▸ **Exercise brief**: Would you copy every line of the listing below that includes the word "kind"?

■ ■ ■ ■ ■ ■ ■

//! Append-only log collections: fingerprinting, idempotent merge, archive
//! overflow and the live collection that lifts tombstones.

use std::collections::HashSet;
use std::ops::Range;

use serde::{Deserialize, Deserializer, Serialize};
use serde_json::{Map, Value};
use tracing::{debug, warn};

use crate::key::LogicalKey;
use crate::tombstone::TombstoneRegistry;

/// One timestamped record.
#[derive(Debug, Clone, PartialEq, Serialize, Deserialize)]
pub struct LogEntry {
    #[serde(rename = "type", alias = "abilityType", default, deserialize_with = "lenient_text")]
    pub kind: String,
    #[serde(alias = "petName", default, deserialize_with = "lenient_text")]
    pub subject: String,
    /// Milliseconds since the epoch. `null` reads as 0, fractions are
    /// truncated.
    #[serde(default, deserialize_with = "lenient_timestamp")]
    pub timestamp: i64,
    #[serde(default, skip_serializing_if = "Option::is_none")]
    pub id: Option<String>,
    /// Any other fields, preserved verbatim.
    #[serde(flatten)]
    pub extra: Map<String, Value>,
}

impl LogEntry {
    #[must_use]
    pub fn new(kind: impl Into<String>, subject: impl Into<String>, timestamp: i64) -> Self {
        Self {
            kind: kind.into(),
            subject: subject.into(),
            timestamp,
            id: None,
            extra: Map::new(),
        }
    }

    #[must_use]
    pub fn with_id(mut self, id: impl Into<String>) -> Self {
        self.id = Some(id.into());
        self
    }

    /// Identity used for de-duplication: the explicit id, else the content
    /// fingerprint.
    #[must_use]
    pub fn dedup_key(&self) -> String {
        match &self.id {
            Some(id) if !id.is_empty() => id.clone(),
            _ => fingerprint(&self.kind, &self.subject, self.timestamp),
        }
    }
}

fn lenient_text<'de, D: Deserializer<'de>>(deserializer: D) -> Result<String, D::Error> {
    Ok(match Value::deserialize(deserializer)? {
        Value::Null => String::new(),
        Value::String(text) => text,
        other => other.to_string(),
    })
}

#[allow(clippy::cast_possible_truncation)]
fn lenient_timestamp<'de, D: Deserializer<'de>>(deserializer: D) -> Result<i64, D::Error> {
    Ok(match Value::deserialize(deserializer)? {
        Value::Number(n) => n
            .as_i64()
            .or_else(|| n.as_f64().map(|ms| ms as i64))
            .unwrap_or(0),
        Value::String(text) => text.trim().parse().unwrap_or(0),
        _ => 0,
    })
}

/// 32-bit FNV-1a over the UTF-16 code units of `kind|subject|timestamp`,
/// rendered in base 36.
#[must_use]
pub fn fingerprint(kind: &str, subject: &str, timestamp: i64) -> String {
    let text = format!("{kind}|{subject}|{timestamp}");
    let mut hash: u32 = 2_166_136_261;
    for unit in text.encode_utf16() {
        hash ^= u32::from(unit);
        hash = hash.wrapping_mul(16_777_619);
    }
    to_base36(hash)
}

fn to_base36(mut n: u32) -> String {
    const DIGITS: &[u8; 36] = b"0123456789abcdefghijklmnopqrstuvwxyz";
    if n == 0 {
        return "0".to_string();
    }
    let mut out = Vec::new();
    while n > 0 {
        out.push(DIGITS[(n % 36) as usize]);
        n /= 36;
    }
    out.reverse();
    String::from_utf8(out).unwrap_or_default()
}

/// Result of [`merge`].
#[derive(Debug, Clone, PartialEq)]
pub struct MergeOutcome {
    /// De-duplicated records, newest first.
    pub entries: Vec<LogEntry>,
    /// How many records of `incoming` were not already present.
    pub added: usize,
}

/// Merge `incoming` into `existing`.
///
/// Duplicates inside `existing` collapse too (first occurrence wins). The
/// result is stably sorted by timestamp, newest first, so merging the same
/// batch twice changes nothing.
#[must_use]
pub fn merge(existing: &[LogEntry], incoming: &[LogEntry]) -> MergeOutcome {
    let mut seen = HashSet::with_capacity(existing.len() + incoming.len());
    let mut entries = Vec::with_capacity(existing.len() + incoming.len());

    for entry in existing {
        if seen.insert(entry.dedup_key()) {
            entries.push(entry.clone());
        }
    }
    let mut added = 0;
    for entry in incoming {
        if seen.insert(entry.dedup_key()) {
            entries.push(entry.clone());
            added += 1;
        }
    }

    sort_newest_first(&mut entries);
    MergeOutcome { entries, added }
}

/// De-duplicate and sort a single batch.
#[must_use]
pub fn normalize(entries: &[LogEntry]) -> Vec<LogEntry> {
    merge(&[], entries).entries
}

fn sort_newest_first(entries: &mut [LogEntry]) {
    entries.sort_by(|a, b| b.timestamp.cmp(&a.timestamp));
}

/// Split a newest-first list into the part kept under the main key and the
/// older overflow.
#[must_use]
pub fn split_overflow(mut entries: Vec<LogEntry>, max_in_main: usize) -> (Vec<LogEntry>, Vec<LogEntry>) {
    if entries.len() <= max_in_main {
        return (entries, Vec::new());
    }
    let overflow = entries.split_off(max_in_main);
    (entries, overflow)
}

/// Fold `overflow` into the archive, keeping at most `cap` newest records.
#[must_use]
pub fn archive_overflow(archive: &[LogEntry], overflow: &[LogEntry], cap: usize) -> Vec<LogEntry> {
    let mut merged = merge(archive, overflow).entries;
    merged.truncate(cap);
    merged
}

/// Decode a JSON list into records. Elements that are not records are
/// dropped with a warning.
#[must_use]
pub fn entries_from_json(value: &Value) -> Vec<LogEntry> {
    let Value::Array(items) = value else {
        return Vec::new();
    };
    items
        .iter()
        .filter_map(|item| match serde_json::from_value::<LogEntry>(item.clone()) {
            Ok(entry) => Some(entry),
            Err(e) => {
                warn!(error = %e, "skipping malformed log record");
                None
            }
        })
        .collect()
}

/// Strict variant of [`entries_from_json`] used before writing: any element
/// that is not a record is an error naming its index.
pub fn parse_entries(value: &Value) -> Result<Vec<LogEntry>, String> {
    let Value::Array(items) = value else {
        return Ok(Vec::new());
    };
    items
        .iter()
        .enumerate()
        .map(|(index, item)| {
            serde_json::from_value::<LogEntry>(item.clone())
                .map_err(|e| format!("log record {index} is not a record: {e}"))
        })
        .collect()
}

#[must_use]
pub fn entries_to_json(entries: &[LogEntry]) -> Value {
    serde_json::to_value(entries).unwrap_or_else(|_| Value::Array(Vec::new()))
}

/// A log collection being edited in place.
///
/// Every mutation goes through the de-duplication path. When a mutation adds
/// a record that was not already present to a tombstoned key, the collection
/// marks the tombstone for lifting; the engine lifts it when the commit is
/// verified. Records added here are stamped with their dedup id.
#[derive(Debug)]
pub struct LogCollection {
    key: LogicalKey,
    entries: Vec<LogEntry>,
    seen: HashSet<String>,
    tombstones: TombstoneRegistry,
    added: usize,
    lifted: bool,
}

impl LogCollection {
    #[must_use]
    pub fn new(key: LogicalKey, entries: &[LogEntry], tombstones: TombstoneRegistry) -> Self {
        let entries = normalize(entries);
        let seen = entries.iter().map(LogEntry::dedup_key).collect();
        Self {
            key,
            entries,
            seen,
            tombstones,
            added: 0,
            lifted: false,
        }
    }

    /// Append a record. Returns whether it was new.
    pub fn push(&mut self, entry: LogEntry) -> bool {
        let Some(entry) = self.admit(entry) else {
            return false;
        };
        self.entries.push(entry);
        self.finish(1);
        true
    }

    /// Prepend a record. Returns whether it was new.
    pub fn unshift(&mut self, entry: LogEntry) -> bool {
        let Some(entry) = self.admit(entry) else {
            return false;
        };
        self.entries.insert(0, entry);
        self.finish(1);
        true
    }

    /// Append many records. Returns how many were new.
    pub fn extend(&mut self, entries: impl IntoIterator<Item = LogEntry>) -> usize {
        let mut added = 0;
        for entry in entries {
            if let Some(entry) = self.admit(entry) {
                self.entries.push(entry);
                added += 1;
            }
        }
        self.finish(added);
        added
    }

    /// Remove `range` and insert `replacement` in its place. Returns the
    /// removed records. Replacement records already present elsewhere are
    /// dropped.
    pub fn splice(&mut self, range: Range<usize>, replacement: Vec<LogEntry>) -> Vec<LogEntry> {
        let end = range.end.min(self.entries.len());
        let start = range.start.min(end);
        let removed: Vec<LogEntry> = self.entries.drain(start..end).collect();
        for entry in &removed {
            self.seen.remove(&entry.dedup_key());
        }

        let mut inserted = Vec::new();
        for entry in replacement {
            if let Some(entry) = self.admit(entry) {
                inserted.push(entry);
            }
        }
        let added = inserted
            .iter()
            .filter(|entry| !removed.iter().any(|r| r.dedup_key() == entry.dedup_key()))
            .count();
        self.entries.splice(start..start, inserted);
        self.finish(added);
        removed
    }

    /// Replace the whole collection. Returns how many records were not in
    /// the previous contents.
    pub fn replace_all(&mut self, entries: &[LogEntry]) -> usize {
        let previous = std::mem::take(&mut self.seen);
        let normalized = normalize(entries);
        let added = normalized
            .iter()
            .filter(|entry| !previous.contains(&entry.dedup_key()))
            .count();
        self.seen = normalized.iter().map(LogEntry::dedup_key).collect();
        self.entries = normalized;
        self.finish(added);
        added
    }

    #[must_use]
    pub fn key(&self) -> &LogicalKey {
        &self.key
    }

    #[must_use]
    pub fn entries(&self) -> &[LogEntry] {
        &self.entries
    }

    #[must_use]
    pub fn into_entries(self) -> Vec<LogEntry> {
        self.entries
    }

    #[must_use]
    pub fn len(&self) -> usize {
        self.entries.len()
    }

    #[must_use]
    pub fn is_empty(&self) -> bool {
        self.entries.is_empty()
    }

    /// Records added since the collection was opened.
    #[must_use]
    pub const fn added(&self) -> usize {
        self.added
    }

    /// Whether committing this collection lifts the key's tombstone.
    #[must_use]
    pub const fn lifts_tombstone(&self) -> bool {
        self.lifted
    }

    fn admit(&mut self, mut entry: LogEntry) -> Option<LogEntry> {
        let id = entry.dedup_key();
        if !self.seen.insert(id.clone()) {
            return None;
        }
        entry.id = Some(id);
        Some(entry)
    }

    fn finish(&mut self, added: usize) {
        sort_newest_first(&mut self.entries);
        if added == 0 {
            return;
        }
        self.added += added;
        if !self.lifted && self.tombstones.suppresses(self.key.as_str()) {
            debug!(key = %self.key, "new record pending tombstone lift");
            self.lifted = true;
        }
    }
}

■ ■ ■ ■ ■ ■ ■

▸ **Solution for this task**:
    pub kind: String,
    pub fn new(kind: impl Into<String>, subject: impl Into<String>, timestamp: i64) -> Self {
            kind: kind.into(),
            _ => fingerprint(&self.kind, &self.subject, self.timestamp),
/// 32-bit FNV-1a over the UTF-16 code units of `kind|subject|timestamp`,
pub fn fingerprint(kind: &str, subject: &str, timestamp: i64) -> String {
    let text = format!("{kind}|{subject}|{timestamp}");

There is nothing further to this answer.